*Entries shown*

use rayon::prelude::*;

use crate::{
    constants::{INFINITE_COST, INVALID_NODE},
    matrix::matrix_metrics::{Metric, MetricSet},
    types::NodeId,
    weighting::Cost,
};

/// Best costs from every source to every destination, for each requested metric.
///
/// Slots are laid out source-major so every source owns one contiguous chunk and sources can be
/// searched in parallel without locking. Reads go through [`MultiTreeEntries::entry`], which
/// presents the same data per destination.
#[derive(Debug, Clone)]
pub struct MultiTreeEntries {
    sources: usize,
    destinations: usize,
    metrics: MetricSet,
    stride: usize,
    costs: Vec<Cost>,
    parents: Vec<NodeId>,
}

impl MultiTreeEntries {
    pub fn new(sources: usize, destinations: usize, metrics: MetricSet) -> Self {
        let stride = metrics.len();
        let size = sources * destinations * stride;

        Self {
            sources,
            destinations,
            metrics,
            stride,
            costs: vec![INFINITE_COST; size],
            parents: vec![INVALID_NODE; size],
        }
    }

    pub fn entry(&self, destination: usize) -> MultiTreeEntry<'_> {
        debug_assert!(destination < self.destinations);
        MultiTreeEntry {
            entries: self,
            destination,
        }
    }

    fn index(&self, source: usize, destination: usize, slot: usize) -> usize {
        debug_assert!(source < self.sources);
        (source * self.destinations + destination) * self.stride + slot
    }

    fn chunk_size(&self) -> usize {
        (self.destinations * self.stride).max(1)
    }

    pub(crate) fn source_slots_mut(&mut self) -> impl Iterator<Item = SourceSlots<'_>> {
        let chunk_size = self.chunk_size();
        let stride = self.stride;

        self.costs
            .chunks_mut(chunk_size)
            .zip(self.parents.chunks_mut(chunk_size))
            .map(move |(costs, parents)| SourceSlots {
                costs,
                parents,
                stride,
            })
    }

    pub(crate) fn par_source_slots_mut(
        &mut self,
    ) -> impl IndexedParallelIterator<Item = SourceSlots<'_>> {
        let chunk_size = self.chunk_size();
        let stride = self.stride;

        self.costs
            .par_chunks_mut(chunk_size)
            .zip(self.parents.par_chunks_mut(chunk_size))
            .map(move |(costs, parents)| SourceSlots {
                costs,
                parents,
                stride,
            })
    }
}

/// The results of all sources for one destination.
#[derive(Clone, Copy)]
pub struct MultiTreeEntry<'a> {
    entries: &'a MultiTreeEntries,
    destination: usize,
}

impl MultiTreeEntry<'_> {
    /// Cost from `source` to this destination, `None` if unreached or not requested
    pub fn cost(&self, source: usize, metric: Metric) -> Option<Cost> {
        let slot = self.entries.metrics.slot(metric)?;
        let cost = self.entries.costs[self.entries.index(source, self.destination, slot)];
        (cost != INFINITE_COST).then_some(cost)
    }

    /// Node preceding this destination on the best path from `source` for `metric`
    pub fn parent(&self, source: usize, metric: Metric) -> Option<NodeId> {
        let slot = self.entries.metrics.slot(metric)?;
        let parent = self.entries.parents[self.entries.index(source, self.destination, slot)];
        (parent != INVALID_NODE).then_some(parent)
    }

    pub fn is_reached(&self, source: usize) -> bool {
        self.entries
            .metrics
            .iter()
            .any(|metric| self.cost(source, metric).is_some())
    }
}

/// Writable slots of a single source.
pub(crate) struct SourceSlots<'a> {
    costs: &'a mut [Cost],
    parents: &'a mut [NodeId],
    stride: usize,
}

impl SourceSlots<'_> {
    pub(crate) fn set(&mut self, destination: usize, slot: usize, cost: Cost, parent: NodeId) {
        let index = destination * self.stride + slot;
        self.costs[index] = cost;
        self.parents[index] = parent;
    }
}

*Problem*
Using the listing above, list every line in which the string "parents" occurs.

*Worked solution*
    parents: Vec<NodeId>,
            parents: vec![INVALID_NODE; size],
            .zip(self.parents.chunks_mut(chunk_size))
            .map(move |(costs, parents)| SourceSlots {
                parents,
            .zip(self.parents.par_chunks_mut(chunk_size))
            .map(move |(costs, parents)| SourceSlots {
                parents,
        let parent = self.entries.parents[self.entries.index(source, self.destination, slot)];
    parents: &'a mut [NodeId],
        self.parents[index] = parent;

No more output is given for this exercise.